● WORK TO BE COMPLETED
Whenever a line below includes the string "into", show it.

━━ RECORDED DATA

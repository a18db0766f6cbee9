//! Session management and timeout-bounded CRUD operations.
//!
//! A [`Session`] owns one driver client. It is created once by
//! [`Session::connect`], which fails unless the cluster answers a ping within
//! the connect timeout. Every operation afterwards runs under the query
//! timeout and surfaces the first failure without retrying.
//!
//! # Security Features
//! - The connection URI is only ever logged in redacted form
//! - TLS material is validated before the client is created
//! - Deadlines bound every network wait

use crate::config::SessionConfig;
use crate::error::{RouteDbError, redact_database_url};
use crate::{Result, tls};
use mongodb::bson::{Bson, Document, doc};
use mongodb::options::{ClientOptions, FindOptions};
use mongodb::{Client, Collection};
use serde::Serialize;
use std::time::{Duration, Instant};
use tokio::time::timeout;

/// Connected session against a MongoDB-compatible cluster.
///
/// Cloning is cheap and shares the underlying connection pool, so one
/// session can serve many concurrent tasks.
///
/// # Example
/// ```rust,no_run
/// use routedb_core::bson::{Document, doc};
/// use routedb_core::{Credentials, Session, SessionConfig};
///
/// # async fn run() -> routedb_core::Result<()> {
/// let config = SessionConfig::new("127.0.0.1:27017", Credentials::new("docdb", "secret"))
///     .with_ca_file("rds-combined-ca-bundle.pem");
/// let session = Session::connect(config).await?;
///
/// let routes = session.collection::<Document>("sample-database", "collection");
/// session.insert_one(&routes, &doc! { "gateway": "0.0.0.0" }).await?;
/// let found = session.find_many(&routes, doc! { "gateway": "0.0.0.0" }, None).await?;
/// assert!(!found.is_empty());
///
/// session.shutdown().await;
/// # Ok(())
/// # }
/// ```
#[derive(Clone)]
pub struct Session {
    client: Client,
    config: SessionConfig,
}

impl std::fmt::Debug for Session {
    fn fmt(&self, f: &mut std::fmt::Formatter<'_>) -> std::fmt::Result {
        f.debug_struct("Session")
            .field("config", &self.config.to_string())
            .finish_non_exhaustive()
    }
}

impl Session {
    /// Establishes a verified session.
    ///
    /// # Errors
    /// - Configuration error if the configuration, CA bundle or URI is invalid
    /// - Connection error if the client cannot be created, or the cluster does
    ///   not answer a ping within the connect timeout
    pub async fn connect(config: SessionConfig) -> Result<Self> {
        config.validate()?;

        let uri = config.connection_uri();
        let target = redact_database_url(&uri);
        tracing::info!("Connecting to {}", target);

        let tls = tls::client_tls(&config)?;

        let mut options = ClientOptions::parse(uri.as_str()).await.map_err(|e| {
            RouteDbError::configuration(format!(
                "Failed to parse connection options for {}: {}",
                target, e
            ))
        })?;

        options.tls = Some(tls);
        options.connect_timeout = Some(config.connect_timeout);
        options.server_selection_timeout = Some(config.connect_timeout);
        options.app_name = Some(format!("routedb-{}", env!("CARGO_PKG_VERSION")));

        let client = Client::with_options(options).map_err(|e| {
            RouteDbError::connection_failed(format!("Failed to create client for {}", target), e)
        })?;

        let session = Self { client, config };
        session.ping().await?;

        tracing::info!("Connected to {}", session.config);
        Ok(session)
    }

    /// Verifies the cluster is reachable and the credentials are accepted.
    ///
    /// # Errors
    /// Connection error on failure or when the connect timeout expires
    pub async fn ping(&self) -> Result<()> {
        let limit = self.config.connect_timeout;
        let started = Instant::now();

        timeout(limit, async {
            self.client
                .database("admin")
                .run_command(doc! { "ping": 1 })
                .await
        })
        .await
        .map_err(|e| {
            RouteDbError::connection_failed(
                format!("Ping to {} timed out after {:?}", self.config.endpoint, limit),
                e,
            )
        })?
        .map_err(|e| {
            RouteDbError::connection_failed(
                format!("Failed to ping cluster at {}", self.config.endpoint),
                e,
            )
        })?;

        tracing::debug!(
            "Ping to {} succeeded in {:.2}ms",
            self.config.endpoint,
            started.elapsed().as_secs_f64() * 1000.0
        );
        Ok(())
    }

    /// Gets a handle to a collection in the named database.
    pub fn collection<T>(&self, database: &str, name: &str) -> Collection<T>
    where
        T: Send + Sync,
    {
        self.client.database(database).collection::<T>(name)
    }

    /// Gets the driver client.
    pub fn client(&self) -> &Client {
        &self.client
    }

    /// Gets the configuration this session was created with.
    pub fn config(&self) -> &SessionConfig {
        &self.config
    }

    /// Inserts one document and returns the identifier the server assigned.
    ///
    /// # Errors
    /// Write error on driver failure or when the query timeout expires
    pub async fn insert_one<T>(&self, collection: &Collection<T>, document: &T) -> Result<Bson>
    where
        T: Serialize + Send + Sync,
    {
        let name = collection.name();
        let limit = self.config.query_timeout;

        let result = timeout(limit, async { collection.insert_one(document).await })
            .await
            .map_err(|e| RouteDbError::write_failed(timed_out("Insert into", name, limit), e))?
            .map_err(|e| {
                RouteDbError::write_failed(
                    format!("Failed to insert document into '{}'", name),
                    e,
                )
            })?;

        tracing::debug!("Inserted document {} into '{}'", result.inserted_id, name);
        Ok(result.inserted_id)
    }

    /// Inserts a batch and returns the assigned identifiers in input order.
    ///
    /// Documents inserted before a mid-batch failure stay in the collection.
    ///
    /// # Errors
    /// Write error on driver failure or when the query timeout expires
    pub async fn insert_many<T>(
        &self,
        collection: &Collection<T>,
        documents: &[T],
    ) -> Result<Vec<Bson>>
    where
        T: Serialize + Send + Sync,
    {
        let name = collection.name();
        if documents.is_empty() {
            tracing::debug!("Skipping empty batch insert into '{}'", name);
            return Ok(Vec::new());
        }

        let limit = self.config.query_timeout;

        let mut result = timeout(limit, async { collection.insert_many(documents).await })
            .await
            .map_err(|e| {
                RouteDbError::write_failed(timed_out("Batch insert into", name, limit), e)
            })?
            .map_err(|e| {
                RouteDbError::write_failed(
                    format!(
                        "Failed to insert {} documents into '{}'",
                        documents.len(),
                        name
                    ),
                    e,
                )
            })?;

        let ids = (0..documents.len())
            .map(|index| {
                result.inserted_ids.remove(&index).ok_or_else(|| {
                    RouteDbError::write_failed(
                        format!("Server returned no id for document {} in '{}'", index, name),
                        std::io::Error::new(std::io::ErrorKind::InvalidData, "missing inserted id"),
                    )
                })
            })
            .collect::<Result<Vec<_>>>()?;

        tracing::debug!("Inserted {} documents into '{}'", ids.len(), name);
        Ok(ids)
    }

    /// Returns every document matching `filter`, fully drained from the cursor.
    ///
    /// An empty filter matches all documents. When `projection` is given
    /// only the listed fields are returned.
    ///
    /// # Errors
    /// Query error if the query fails, a document cannot be decoded, or the
    /// query timeout expires; no partial results are returned
    pub async fn find_many<T>(
        &self,
        collection: &Collection<T>,
        filter: Document,
        projection: Option<Document>,
    ) -> Result<Vec<Document>>
    where
        T: Send + Sync,
    {
        let documents = collection.clone_with_type::<Document>();
        let name = collection.name();
        let limit = self.config.query_timeout;

        let options = FindOptions::builder().projection(projection).build();

        timeout(limit, async {
            let mut cursor = documents
                .find(filter)
                .with_options(options)
                .await
                .map_err(|e| {
                    RouteDbError::query_failed(format!("Failed to run find query on '{}'", name), e)
                })?;

            let mut results = Vec::new();
            while cursor.advance().await.map_err(|e| {
                RouteDbError::query_failed(format!("Failed to iterate cursor for '{}'", name), e)
            })? {
                let document = cursor.deserialize_current().map_err(|e| {
                    RouteDbError::query_failed(
                        format!("Failed to decode document from '{}'", name),
                        e,
                    )
                })?;
                tracing::debug!("Returned: {}", document);
                results.push(document);
            }

            Ok::<_, RouteDbError>(results)
        })
        .await
        .map_err(|e| RouteDbError::query_failed(timed_out("Find on", name, limit), e))?
    }

    /// Deletes every document matching `filter` and returns how many were removed.
    ///
    /// An empty filter clears the collection.
    ///
    /// # Errors
    /// Write error on driver failure or when the query timeout expires
    pub async fn delete_many<T>(&self, collection: &Collection<T>, filter: Document) -> Result<u64>
    where
        T: Send + Sync,
    {
        let name = collection.name();
        let limit = self.config.query_timeout;

        let result = timeout(limit, async { collection.delete_many(filter).await })
            .await
            .map_err(|e| RouteDbError::write_failed(timed_out("Delete from", name, limit), e))?
            .map_err(|e| {
                RouteDbError::write_failed(format!("Failed to delete documents from '{}'", name), e)
            })?;

        tracing::info!(
            "Deleted {} documents from collection '{}'",
            result.deleted_count,
            name
        );
        Ok(result.deleted_count)
    }

    /// Releases the session, closing pooled connections and monitors.
    ///
    /// Clones of this session share the client and fail afterwards.
    pub async fn shutdown(self) {
        tracing::debug!("Shutting down session for {}", self.config.endpoint);
        self.client.shutdown().await;
    }
}

fn timed_out(operation: &str, collection: &str, limit: Duration) -> String {
    format!("{} '{}' timed out after {:?}", operation, collection, limit)
}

━━━━

● PROBLEM SOLUTION
            .map_err(|e| RouteDbError::write_failed(timed_out("Insert into", name, limit), e))?
                    format!("Failed to insert document into '{}'", name),
        tracing::debug!("Inserted document {} into '{}'", result.inserted_id, name);
            tracing::debug!("Skipping empty batch insert into '{}'", name);
                RouteDbError::write_failed(timed_out("Batch insert into", name, limit), e)
                        "Failed to insert {} documents into '{}'",
        tracing::debug!("Inserted {} documents into '{}'", ids.len(), name);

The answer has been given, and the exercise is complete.